Basse-cour 

GUSTAVE: Elles sont toutes à toi, ces poules? 

LEYLA: Papa m’a donné la maison, à condition que je garde le poulailler. Tu veux bien m’aider à ramasser les œufs?

GUSTAVE: Les œufs? Vraiment? Tu en fais quoi des œufs?

LEYLA: J’en donne à la soupe populaire, j’en vends, je m’en garde.

GUSTAVE: Toutes ces poules! Intimidant.

LEYLA: Les oeufs! Tu en oublies. Tu n’as jamais mis les pieds dans un poulailler?

GUSTAVE: Je ne t’imaginais pas ainsi. Leyla et ses poules. Leyla l’élégante, qui joue à la fermière!

LEYLA: Plutôt la fermière qui joue à l’élégante. Ou peut-être que j’ai de multiples personnalités.

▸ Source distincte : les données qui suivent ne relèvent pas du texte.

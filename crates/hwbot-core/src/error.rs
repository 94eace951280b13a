use thiserror::Error;

/// Top-level error type for hwbot.
#[derive(Debug, Error)]
pub enum HwbotError {
    /// Configuration error. Fatal at startup; never produced mid-cycle.
    #[error("config error: {0}")]
    Config(String),

    /// Transport-level failure reaching the review API (DNS, connect,
    /// timeout). Recoverable: the watcher logs it and retries next cycle.
    #[error("connection error: {0}")]
    Connection(String),

    /// The review API answered with a non-success HTTP status.
    #[error("API returned status {0}")]
    Api(u16),

    /// The API payload has the wrong shape (not an object, missing key,
    /// mistyped field).
    #[error("bad API payload: {0}")]
    Payload(String),

    /// A homework record carries a status code outside the known set.
    #[error("unknown homework status: {0}")]
    UnknownStatus(String),

    /// Error from the messaging channel.
    #[error("channel error: {0}")]
    Channel(String),

    /// Serialization error.
    #[error("serialization error: {0}")]
    Serialization(#[from] serde_json::Error),
}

GUSTAVE: Il n’y a pas à dire, le premier degré d’émancipation passe par le rapport à la propriété agricole. Mais aujourd’hui, devant l’accumulation rapide de capitaux faramineux, aucune véritable réforme agraire n’est possible.

LEYLA: Tu as marché sur un œuf.

GUSTAVE: Le capital financier modèle jusqu’à nos rêves, par son contrôle de la production et de la promotion des produits.

LEYLA: Fais attention aux poules, il ne faut pas les effrayer.

GUSTAVE: Nous consommons aveuglément, sans jamais poser de questions, parce que nous avons besoin de cette cécité pour vivre comme nous le faisons.

LEYLA: Gustave! Tu as failli renverser tous ces œufs! Reste près de moi, ne t’aventure pas plus loin.

GUSTAVE: Quand une crise éclate, l’ahurissement nous étouffe, alors que tout était prévisible, simplement parce que les mécanismes économiques engendrent le mouvement de leur propre déchéance.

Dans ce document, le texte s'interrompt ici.